List every line below containing "KitError".

<<<<

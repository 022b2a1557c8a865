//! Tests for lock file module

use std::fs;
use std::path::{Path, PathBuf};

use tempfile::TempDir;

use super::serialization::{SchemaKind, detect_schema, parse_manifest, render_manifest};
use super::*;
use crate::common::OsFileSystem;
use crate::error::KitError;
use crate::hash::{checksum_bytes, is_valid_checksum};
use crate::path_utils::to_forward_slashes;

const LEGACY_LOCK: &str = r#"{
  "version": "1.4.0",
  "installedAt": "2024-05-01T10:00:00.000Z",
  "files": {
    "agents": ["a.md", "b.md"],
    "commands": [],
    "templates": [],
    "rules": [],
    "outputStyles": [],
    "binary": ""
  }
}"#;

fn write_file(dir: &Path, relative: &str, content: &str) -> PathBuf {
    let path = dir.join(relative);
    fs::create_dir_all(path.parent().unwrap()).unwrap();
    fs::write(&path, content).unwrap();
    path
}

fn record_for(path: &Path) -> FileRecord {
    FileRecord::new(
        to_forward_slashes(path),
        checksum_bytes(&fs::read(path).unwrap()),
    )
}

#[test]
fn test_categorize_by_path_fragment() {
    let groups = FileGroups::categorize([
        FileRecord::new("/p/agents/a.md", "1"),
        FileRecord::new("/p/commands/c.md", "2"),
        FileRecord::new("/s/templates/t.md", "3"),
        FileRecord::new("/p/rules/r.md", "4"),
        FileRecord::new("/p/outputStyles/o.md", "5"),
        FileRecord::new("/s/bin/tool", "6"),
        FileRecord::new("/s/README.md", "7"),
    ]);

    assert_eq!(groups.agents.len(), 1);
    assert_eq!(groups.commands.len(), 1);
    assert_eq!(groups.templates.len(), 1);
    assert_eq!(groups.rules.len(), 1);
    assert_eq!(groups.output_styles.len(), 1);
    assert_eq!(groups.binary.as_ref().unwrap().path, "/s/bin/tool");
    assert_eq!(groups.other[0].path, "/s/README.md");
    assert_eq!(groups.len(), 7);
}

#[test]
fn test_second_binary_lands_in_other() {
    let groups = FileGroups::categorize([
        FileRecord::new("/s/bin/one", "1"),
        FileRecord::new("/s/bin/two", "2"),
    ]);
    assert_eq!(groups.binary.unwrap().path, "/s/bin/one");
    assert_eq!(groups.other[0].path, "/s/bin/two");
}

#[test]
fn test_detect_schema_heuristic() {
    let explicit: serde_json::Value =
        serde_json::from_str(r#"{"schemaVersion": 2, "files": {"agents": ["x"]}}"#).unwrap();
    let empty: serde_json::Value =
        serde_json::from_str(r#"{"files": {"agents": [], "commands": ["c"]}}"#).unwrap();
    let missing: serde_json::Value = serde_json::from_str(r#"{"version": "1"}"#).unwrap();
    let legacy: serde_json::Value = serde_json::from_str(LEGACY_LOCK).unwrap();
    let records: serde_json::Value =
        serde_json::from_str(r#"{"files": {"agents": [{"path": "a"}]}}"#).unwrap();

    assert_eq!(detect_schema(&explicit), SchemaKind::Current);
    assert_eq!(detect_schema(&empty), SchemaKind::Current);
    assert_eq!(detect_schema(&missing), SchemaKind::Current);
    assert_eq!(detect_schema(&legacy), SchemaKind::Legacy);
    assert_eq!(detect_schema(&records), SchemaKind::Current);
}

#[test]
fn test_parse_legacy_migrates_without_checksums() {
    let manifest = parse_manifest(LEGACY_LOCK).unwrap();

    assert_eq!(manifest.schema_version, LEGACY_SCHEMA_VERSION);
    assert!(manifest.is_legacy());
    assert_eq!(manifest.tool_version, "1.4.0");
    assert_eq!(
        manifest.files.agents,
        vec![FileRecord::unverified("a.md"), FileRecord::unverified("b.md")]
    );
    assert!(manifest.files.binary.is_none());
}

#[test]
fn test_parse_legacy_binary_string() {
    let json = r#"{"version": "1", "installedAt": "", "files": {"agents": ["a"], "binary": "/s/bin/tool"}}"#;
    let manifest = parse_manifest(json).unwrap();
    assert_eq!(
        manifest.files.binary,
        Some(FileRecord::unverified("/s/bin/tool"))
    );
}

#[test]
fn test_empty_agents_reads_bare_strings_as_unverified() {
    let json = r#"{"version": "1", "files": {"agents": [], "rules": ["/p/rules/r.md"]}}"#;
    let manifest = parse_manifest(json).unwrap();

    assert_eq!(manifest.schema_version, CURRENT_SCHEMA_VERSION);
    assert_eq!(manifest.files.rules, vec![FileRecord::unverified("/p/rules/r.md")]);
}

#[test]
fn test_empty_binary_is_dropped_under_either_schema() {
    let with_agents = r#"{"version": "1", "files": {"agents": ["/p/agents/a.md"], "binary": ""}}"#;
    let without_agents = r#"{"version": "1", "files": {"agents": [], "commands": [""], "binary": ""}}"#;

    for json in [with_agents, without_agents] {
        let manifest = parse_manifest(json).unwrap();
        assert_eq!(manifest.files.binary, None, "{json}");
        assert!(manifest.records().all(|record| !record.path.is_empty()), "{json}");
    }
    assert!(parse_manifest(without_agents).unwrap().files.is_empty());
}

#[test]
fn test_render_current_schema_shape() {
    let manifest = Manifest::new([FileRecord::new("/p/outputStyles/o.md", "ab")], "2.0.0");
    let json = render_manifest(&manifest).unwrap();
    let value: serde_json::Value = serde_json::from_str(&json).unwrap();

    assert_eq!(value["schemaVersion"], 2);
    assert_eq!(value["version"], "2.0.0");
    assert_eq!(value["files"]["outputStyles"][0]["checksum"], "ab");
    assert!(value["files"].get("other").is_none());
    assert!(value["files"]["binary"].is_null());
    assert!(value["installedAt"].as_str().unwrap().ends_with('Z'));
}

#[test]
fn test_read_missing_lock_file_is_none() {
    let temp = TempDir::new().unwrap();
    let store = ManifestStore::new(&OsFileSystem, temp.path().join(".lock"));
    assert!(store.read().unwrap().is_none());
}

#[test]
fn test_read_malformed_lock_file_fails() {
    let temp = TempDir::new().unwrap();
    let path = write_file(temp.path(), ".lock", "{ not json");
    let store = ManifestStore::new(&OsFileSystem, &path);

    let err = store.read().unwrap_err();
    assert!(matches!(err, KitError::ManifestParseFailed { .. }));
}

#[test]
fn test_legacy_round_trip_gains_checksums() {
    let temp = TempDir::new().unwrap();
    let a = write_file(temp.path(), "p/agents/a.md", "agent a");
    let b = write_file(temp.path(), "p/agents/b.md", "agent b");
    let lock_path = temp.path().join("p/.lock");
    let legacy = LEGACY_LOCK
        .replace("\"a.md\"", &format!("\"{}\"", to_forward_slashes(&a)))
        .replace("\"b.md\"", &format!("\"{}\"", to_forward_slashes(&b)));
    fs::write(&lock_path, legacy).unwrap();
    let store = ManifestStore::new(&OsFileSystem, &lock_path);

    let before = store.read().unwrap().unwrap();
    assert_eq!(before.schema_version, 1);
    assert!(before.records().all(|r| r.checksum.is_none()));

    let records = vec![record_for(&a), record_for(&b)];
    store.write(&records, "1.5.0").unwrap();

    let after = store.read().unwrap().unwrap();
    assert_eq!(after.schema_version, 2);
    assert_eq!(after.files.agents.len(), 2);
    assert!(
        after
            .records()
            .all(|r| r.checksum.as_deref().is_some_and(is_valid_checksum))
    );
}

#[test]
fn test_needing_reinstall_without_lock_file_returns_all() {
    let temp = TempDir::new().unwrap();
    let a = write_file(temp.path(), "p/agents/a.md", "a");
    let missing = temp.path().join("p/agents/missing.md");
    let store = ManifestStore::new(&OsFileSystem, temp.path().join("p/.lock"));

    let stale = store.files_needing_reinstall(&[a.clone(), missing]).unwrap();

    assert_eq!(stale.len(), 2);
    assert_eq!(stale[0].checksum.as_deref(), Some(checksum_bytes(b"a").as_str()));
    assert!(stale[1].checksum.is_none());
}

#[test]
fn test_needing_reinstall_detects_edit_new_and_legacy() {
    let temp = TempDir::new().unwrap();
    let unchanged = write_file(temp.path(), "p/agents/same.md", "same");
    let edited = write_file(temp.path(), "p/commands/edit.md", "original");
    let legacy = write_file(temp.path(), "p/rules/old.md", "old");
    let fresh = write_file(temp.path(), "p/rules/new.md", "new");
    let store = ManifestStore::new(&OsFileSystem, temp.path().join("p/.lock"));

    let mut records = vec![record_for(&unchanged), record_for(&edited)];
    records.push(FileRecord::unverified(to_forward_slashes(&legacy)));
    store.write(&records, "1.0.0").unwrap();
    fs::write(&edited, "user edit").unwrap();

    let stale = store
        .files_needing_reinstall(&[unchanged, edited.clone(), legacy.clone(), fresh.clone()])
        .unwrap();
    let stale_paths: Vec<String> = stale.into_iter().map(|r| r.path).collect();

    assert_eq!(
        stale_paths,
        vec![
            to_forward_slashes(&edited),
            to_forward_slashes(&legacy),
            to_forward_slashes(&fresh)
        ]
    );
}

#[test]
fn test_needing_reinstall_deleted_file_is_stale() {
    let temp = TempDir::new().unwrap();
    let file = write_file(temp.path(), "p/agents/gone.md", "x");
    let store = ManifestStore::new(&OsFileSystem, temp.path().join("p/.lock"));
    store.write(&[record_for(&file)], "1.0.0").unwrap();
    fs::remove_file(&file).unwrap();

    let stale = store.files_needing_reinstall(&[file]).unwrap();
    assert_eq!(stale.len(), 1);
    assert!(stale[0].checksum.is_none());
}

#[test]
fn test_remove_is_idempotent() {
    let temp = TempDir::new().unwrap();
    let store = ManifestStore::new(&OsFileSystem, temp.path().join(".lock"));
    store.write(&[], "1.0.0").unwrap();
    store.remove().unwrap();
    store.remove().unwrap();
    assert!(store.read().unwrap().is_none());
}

>>>>

Output
use crate::error::KitError;
    assert!(matches!(err, KitError::ManifestParseFailed { .. }));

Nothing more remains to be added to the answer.